Friday, September 03, 2010


Lorsque je me réveillais en Bourgogne, J. et B. étaient déjà sur la terrasse. J'entendais leurs voix. De ma fenêtre, je voulais les saluer dans l'ordre : J. d'abord et B., mais, le premier jour, ayant constaté qu'il s'agissait des prénoms de mes parents, je m'entendis dire dans l'autre ordre : "Bonjour, Bernard ! Bonjour, Jeanne !"

Roman

Je suis dans une grande ville qui ne me fait rien. Parce que cette grande ville, c’est ma vie. C’est ma vie de moi tout seul. Et ça ne m’intéresse pas. Voilà, c’est mon début de mon roman de ce soir. Et, si je pense à mes lecteurs de ce blog, je suis forcé de m’arrêter là. Je ne tiens pas à déprimer. Mais je pourrais commencer un roman, un roman qui ne s’adresserait pas ou bien plus tard, après la mort de l’auteur, la mort du narrateur, un roman, quoi.

J’aperçois ce que j’aperçois de ma fenêtre et, bien sûr, ce n’est pas la nature, ce n’est pas le luxe, la nature disponible et disposée pour notre contentement, les grandes étendues naturelles, les mers sombres, les ciels d’orages, les poètes, les rêves.

Je suis retenu aussi à cause d’un amour qui n’en est pas un, mais, de ce fait, pourrait en prendre la place, pourrait y prétendre – à l’amour…

Qu’est-ce que j’écrivais récemment sur l’amour ? L’amour… Non, je ne me souviens plus.

Il y a les paysages.

Aujourd’hui, je suis allé à Versailles. J’avais oublié mon téléphone en partant de chez moi, alors ça a été une journée sans téléphone et, donc, je suis allé à Versailles. Je suis allé à Versailles bien qu’on m’ait téléphoné que ce n’était pas la peine parce que les deux Africains étaient coincés à Bruxelles.

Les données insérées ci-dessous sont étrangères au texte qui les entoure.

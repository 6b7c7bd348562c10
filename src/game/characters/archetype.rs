// Archetype descriptors and the animation table builder

use std::ops::Range;
use std::sync::Arc;

use anyhow::Result;
use image::RgbaImage;
use log::info;

use crate::engine::assets::SheetLibrary;

use super::mode::{Mode, MODE_COUNT};

/// Modes whose animation must run to completion before a normal transition
/// is accepted. Hurt and Dying still pre-empt them.
const ATOMIC_MODES: [Mode; 5] = [
    Mode::Jumping,
    Mode::Attacking,
    Mode::Dying,
    Mode::Hurt,
    Mode::RunAttack,
];

/// Compiled-in move table for one character class.
///
/// `sheets[mode]` lists the sprite sheets contributing frames to that mode,
/// in playback order; an empty list makes the mode structurally unreachable
/// for the class (the warrior cannot jump, only the spearman can lunge).
pub struct ArchetypeDef {
    pub name: &'static str,
    pub sheet_dir: &'static str,
    pub sheets: [&'static [&'static str]; MODE_COUNT],
    pub anim_speed: [u32; MODE_COUNT],
    pub vel_x: i32,
    pub vel_y: i32,
    pub attack_range: i32,
    pub attack_hit_frames: &'static [usize],
    pub run_attack_hit_frames: &'static [usize],
    pub damage: i32,
    pub walk_strafe: bool,
}

/// The player character
pub const KUNOICHI: ArchetypeDef = ArchetypeDef {
    name: "kunoichi",
    sheet_dir: "kunoichi",
    sheets: [
        &["idle.png"],
        &["run.png"],
        &["jump.png"],
        &["walk.png"],
        &["attack_1.png", "attack_2.png"],
        &["dead.png"],
        &["hurt.png"],
        &[],
    ],
    anim_speed: [7, 4, 4, 3, 3, 10, 20, 5],
    vel_x: 15,
    vel_y: 7,
    attack_range: 70,
    attack_hit_frames: &[2, 6],
    run_attack_hit_frames: &[],
    damage: 10,
    walk_strafe: true,
};

/// Melee chaser
pub const SKELETON_WARRIOR: ArchetypeDef = ArchetypeDef {
    name: "skeleton_warrior",
    sheet_dir: "skeleton_warrior",
    sheets: [
        &["idle.png"],
        &["run.png"],
        &[],
        &["walk.png"],
        &["attack_1.png", "attack_2.png", "attack_3.png"],
        &["dead.png"],
        &["hurt.png"],
        &[],
    ],
    anim_speed: [7, 5, 0, 8, 3, 10, 10, 5],
    vel_x: 7,
    vel_y: 3,
    attack_range: 70,
    attack_hit_frames: &[2, 6],
    run_attack_hit_frames: &[],
    damage: 10,
    walk_strafe: false,
};

/// Chaser with a charging lunge
pub const SKELETON_SPEARMAN: ArchetypeDef = ArchetypeDef {
    name: "skeleton_spearman",
    sheet_dir: "skeleton_spearman",
    sheets: [
        &["idle.png"],
        &["run.png"],
        &[],
        &["walk.png"],
        &["attack_1.png", "attack_2.png"],
        &["dead.png"],
        &["hurt.png"],
        &["run_attack.png"],
    ],
    anim_speed: [7, 5, 0, 8, 3, 10, 10, 5],
    vel_x: 10,
    vel_y: 5,
    attack_range: 70,
    attack_hit_frames: &[2, 6],
    run_attack_hit_frames: &[1, 2, 3],
    damage: 10,
    walk_strafe: false,
};

/// Immutable per-class constants, shared by every instance of the class.
///
/// `frames` is the cumulative boundary table over the flattened frame list:
/// mode `m` owns indices `frames[m] .. frames[m + 1]`. Built once at startup
/// and never mutated; entities hold it behind an `Arc`.
#[derive(Debug)]
pub struct Archetype {
    pub name: &'static str,
    pub anim_speed: [u32; MODE_COUNT],
    pub frames: [usize; MODE_COUNT + 1],
    pub vel_x: i32,
    pub vel_y: i32,
    pub attack_range: i32,
    pub attack_hit_frames: &'static [usize],
    pub run_attack_hit_frames: &'static [usize],
    pub damage: i32,
    pub atomic: [bool; MODE_COUNT],
    pub walk_strafe: bool,
}

impl Archetype {
    /// Build the descriptor from per-mode frame counts.
    ///
    /// A zero count yields an empty range: that mode exists in the tables but
    /// can never be displayed, and the decision procedures never propose it.
    pub fn build(def: &ArchetypeDef, mode_counts: &[usize; MODE_COUNT]) -> Self {
        let mut frames = [0usize; MODE_COUNT + 1];
        for (i, count) in mode_counts.iter().enumerate() {
            frames[i + 1] = frames[i] + count;
        }

        let mut atomic = [false; MODE_COUNT];
        for mode in ATOMIC_MODES {
            atomic[mode.index()] = true;
        }

        Self {
            name: def.name,
            anim_speed: def.anim_speed,
            frames,
            vel_x: def.vel_x,
            vel_y: def.vel_y,
            attack_range: def.attack_range,
            attack_hit_frames: def.attack_hit_frames,
            run_attack_hit_frames: def.run_attack_hit_frames,
            damage: def.damage,
            atomic,
            walk_strafe: def.walk_strafe,
        }
    }

    /// First frame index of a mode's range
    pub fn mode_start(&self, mode: Mode) -> usize {
        self.frames[mode.index()]
    }

    /// One past the last frame index of a mode's range
    pub fn mode_end(&self, mode: Mode) -> usize {
        self.frames[mode.index() + 1]
    }

    pub fn mode_range(&self, mode: Mode) -> Range<usize> {
        self.mode_start(mode)..self.mode_end(mode)
    }

    pub fn is_atomic(&self, mode: Mode) -> bool {
        self.atomic[mode.index()]
    }

    /// Whether this class has a lunge attack at all
    pub fn has_run_attack(&self) -> bool {
        !self.run_attack_hit_frames.is_empty()
    }

    pub fn total_frames(&self) -> usize {
        self.frames[MODE_COUNT]
    }
}

/// Load an archetype's sheets, slice them, and build the descriptor.
///
/// Returns the shared descriptor plus the flattened frame images in table
/// order. Any sheet failure is fatal: the frame-index arithmetic everywhere
/// else assumes a well-formed boundary table, so no partial descriptor is
/// ever produced.
pub fn load_archetype(
    library: &SheetLibrary,
    def: &ArchetypeDef,
) -> Result<(Arc<Archetype>, Vec<RgbaImage>)> {
    let sliced = library.slice_groups(def.sheet_dir, &def.sheets)?;

    let mut counts = [0usize; MODE_COUNT];
    counts.copy_from_slice(&sliced.counts);

    let archetype = Arc::new(Archetype::build(def, &counts));
    info!(
        "built {} descriptor: {} frames",
        archetype.name,
        archetype.total_frames()
    );

    Ok((archetype, sliced.frames))
}

#[cfg(test)]
mod tests {
    use super::*;

    const COUNTS: [usize; MODE_COUNT] = [4, 6, 0, 5, 8, 4, 3, 5];

    #[test]
    fn test_boundary_table_is_cumulative() {
        let arch = Archetype::build(&SKELETON_SPEARMAN, &COUNTS);
        assert_eq!(arch.frames, [0, 4, 10, 10, 15, 23, 27, 30, 35]);
        assert_eq!(arch.total_frames(), 35);
    }

    #[test]
    fn test_boundaries_are_monotone() {
        let arch = Archetype::build(&SKELETON_WARRIOR, &COUNTS);
        for window in arch.frames.windows(2) {
            assert!(window[0] <= window[1]);
        }
    }

    #[test]
    fn test_zero_count_mode_has_empty_range() {
        let arch = Archetype::build(&SKELETON_WARRIOR, &COUNTS);
        assert!(arch.mode_range(Mode::Jumping).is_empty());
        assert_eq!(arch.mode_start(Mode::Jumping), arch.mode_end(Mode::Jumping));
    }

    #[test]
    fn test_atomic_set() {
        let arch = Archetype::build(&KUNOICHI, &COUNTS);
        for mode in [
            Mode::Jumping,
            Mode::Attacking,
            Mode::Dying,
            Mode::Hurt,
            Mode::RunAttack,
        ] {
            assert!(arch.is_atomic(mode), "{:?} should be atomic", mode);
        }
        for mode in [Mode::Idle, Mode::Running, Mode::Walking] {
            assert!(!arch.is_atomic(mode), "{:?} should not be atomic", mode);
        }
    }

    #[test]
    fn test_run_attack_capability_comes_from_hit_frames() {
        assert!(Archetype::build(&SKELETON_SPEARMAN, &COUNTS).has_run_attack());
        assert!(!Archetype::build(&SKELETON_WARRIOR, &COUNTS).has_run_attack());
        assert!(!Archetype::build(&KUNOICHI, &COUNTS).has_run_attack());
    }

    #[test]
    fn test_roster_constants() {
        // Only the player strafes while walking, only the spearman lunges,
        // and the skeletons have no jump sheets
        assert!(KUNOICHI.walk_strafe);
        assert!(!SKELETON_WARRIOR.walk_strafe);
        assert!(SKELETON_WARRIOR.sheets[Mode::Jumping.index()].is_empty());
        assert_eq!(SKELETON_WARRIOR.anim_speed[Mode::Jumping.index()], 0);
        assert_eq!(SKELETON_SPEARMAN.run_attack_hit_frames, &[1, 2, 3]);
    }
}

Je suis allé au potager du roi à Versailles. J’ai ramassé, dans les allées, une pomme de terre (Parmentier) et des pommes tombées. Mais un jardinier, sur une machine roulante rutilante, m’a arrêté : "Ne les mangez pas, les sols sont traités !" Comme on m’avait parlé d’histoires atroces du théâtre de la Criée à Marseille chargé d’amiante, je me suis demandé quand le roi allait enfin passer au bio ! Versailles était phénoménal – pour les yeux. Comme c’était une journée sans téléphone, c’était aussi une journée sans appareil photo. Des vacances, quoi. Et la grande expo de Takashi Murakami n’était pas commencée…

Il y avait l’été, il y avait septembre. Sur septembre, on pourrait parler sans fin. Il allait faire beau. Les jardiniers avaient dit : "S’il fait beau à la Saint-Gilles, il fait beau pendant trente jours." La Saint-Gilles était le premier septembre.

Je vais commencer un roman sans penser au titre, pour une fois. Ce ne sera pas : Le Pays des merveilles de Versailles. Ce ne sera pas : Le Contenu des veilles, bien que ce soit le plus beau titre que j’ai trouvé depuis un moment. Ça ne sera pas, ça ne sera pas… "Le contenu des veilles", c’est une expression dans Electre pour dire les larmes.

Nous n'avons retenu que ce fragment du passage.